→ YOUR ASSIGNMENT
Transcribe all records verbatim.

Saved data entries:
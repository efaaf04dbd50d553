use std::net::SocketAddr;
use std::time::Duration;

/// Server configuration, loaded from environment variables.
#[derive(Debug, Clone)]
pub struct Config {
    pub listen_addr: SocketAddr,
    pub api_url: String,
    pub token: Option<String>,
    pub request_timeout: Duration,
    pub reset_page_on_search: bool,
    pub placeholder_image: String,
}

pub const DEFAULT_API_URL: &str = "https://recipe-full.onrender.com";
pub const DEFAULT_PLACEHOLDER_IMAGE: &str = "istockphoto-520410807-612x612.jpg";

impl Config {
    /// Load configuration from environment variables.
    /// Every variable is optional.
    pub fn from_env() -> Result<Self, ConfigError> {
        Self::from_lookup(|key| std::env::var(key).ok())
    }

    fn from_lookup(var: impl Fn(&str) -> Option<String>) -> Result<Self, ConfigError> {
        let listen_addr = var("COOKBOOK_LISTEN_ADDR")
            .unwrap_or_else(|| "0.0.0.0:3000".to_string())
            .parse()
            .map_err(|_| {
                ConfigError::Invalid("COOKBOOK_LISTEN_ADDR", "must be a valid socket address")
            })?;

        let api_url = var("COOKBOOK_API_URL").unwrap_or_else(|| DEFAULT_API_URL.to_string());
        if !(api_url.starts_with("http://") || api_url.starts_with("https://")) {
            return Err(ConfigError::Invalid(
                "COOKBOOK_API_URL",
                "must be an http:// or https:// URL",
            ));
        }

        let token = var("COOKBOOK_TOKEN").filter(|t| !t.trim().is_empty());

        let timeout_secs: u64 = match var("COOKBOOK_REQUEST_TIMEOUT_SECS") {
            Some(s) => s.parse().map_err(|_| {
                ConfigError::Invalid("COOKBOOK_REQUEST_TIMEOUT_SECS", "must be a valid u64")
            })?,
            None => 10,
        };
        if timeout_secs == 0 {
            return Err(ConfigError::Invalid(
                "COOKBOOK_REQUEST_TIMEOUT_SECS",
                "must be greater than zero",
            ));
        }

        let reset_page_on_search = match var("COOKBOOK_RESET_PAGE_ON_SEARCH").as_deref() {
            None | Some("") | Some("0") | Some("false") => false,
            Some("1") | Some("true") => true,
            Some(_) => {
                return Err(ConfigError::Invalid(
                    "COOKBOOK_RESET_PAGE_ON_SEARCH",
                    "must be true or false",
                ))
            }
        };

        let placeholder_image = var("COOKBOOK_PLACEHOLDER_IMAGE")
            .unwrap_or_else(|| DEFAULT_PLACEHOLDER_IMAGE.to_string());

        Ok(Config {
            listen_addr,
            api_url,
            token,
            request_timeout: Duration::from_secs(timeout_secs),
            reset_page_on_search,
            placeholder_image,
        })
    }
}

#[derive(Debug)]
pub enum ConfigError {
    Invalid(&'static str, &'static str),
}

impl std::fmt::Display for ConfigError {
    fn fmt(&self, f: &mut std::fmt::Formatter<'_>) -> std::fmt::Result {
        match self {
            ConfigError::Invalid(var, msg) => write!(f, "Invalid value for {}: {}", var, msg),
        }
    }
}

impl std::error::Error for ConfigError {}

→ THE COMPLETED TASK
repository efaaf04dbd50d553
use std::net::SocketAddr;
use std::time::Duration;

/// Server configuration, loaded from environment variables.
#[derive(Debug, Clone)]
pub struct Config {
    pub listen_addr: SocketAddr,
    pub api_url: String,
    pub token: Option<String>,
    pub request_timeout: Duration,
    pub reset_page_on_search: bool,
    pub placeholder_image: String,
}

pub const DEFAULT_API_URL: &str = "https://recipe-full.onrender.com";
pub const DEFAULT_PLACEHOLDER_IMAGE: &str = "istockphoto-520410807-612x612.jpg";

impl Config {
    /// Load configuration from environment variables.
    /// Every variable is optional.
    pub fn from_env() -> Result<Self, ConfigError> {
        Self::from_lookup(|key| std::env::var(key).ok())
    }

    fn from_lookup(var: impl Fn(&str) -> Option<String>) -> Result<Self, ConfigError> {
        let listen_addr = var("COOKBOOK_LISTEN_ADDR")
            .unwrap_or_else(|| "0.0.0.0:3000".to_string())
            .parse()
            .map_err(|_| {
                ConfigError::Invalid("COOKBOOK_LISTEN_ADDR", "must be a valid socket address")
            })?;

        let api_url = var("COOKBOOK_API_URL").unwrap_or_else(|| DEFAULT_API_URL.to_string());
        if !(api_url.starts_with("http://") || api_url.starts_with("https://")) {
            return Err(ConfigError::Invalid(
                "COOKBOOK_API_URL",
                "must be an http:// or https:// URL",
            ));
        }

        let token = var("COOKBOOK_TOKEN").filter(|t| !t.trim().is_empty());

        let timeout_secs: u64 = match var("COOKBOOK_REQUEST_TIMEOUT_SECS") {
            Some(s) => s.parse().map_err(|_| {
                ConfigError::Invalid("COOKBOOK_REQUEST_TIMEOUT_SECS", "must be a valid u64")
            })?,
            None => 10,
        };
        if timeout_secs == 0 {
            return Err(ConfigError::Invalid(
                "COOKBOOK_REQUEST_TIMEOUT_SECS",
                "must be greater than zero",
            ));
        }

        let reset_page_on_search = match var("COOKBOOK_RESET_PAGE_ON_SEARCH").as_deref() {
            None | Some("") | Some("0") | Some("false") => false,
            Some("1") | Some("true") => true,
            Some(_) => {
                return Err(ConfigError::Invalid(
                    "COOKBOOK_RESET_PAGE_ON_SEARCH",
                    "must be true or false",
                ))
            }
        };

        let placeholder_image = var("COOKBOOK_PLACEHOLDER_IMAGE")
            .unwrap_or_else(|| DEFAULT_PLACEHOLDER_IMAGE.to_string());

        Ok(Config {
            listen_addr,
            api_url,
            token,
            request_timeout: Duration::from_secs(timeout_secs),
            reset_page_on_search,
            placeholder_image,
        })
    }
}

#[derive(Debug)]
pub enum ConfigError {
    Invalid(&'static str, &'static str),
}

impl std::fmt::Display for ConfigError {
    fn fmt(&self, f: &mut std::fmt::Formatter<'_>) -> std::fmt::Result {
        match self {
            ConfigError::Invalid(var, msg) => write!(f, "Invalid value for {}: {}", var, msg),
        }
    }
}

impl std::error::Error for ConfigError {}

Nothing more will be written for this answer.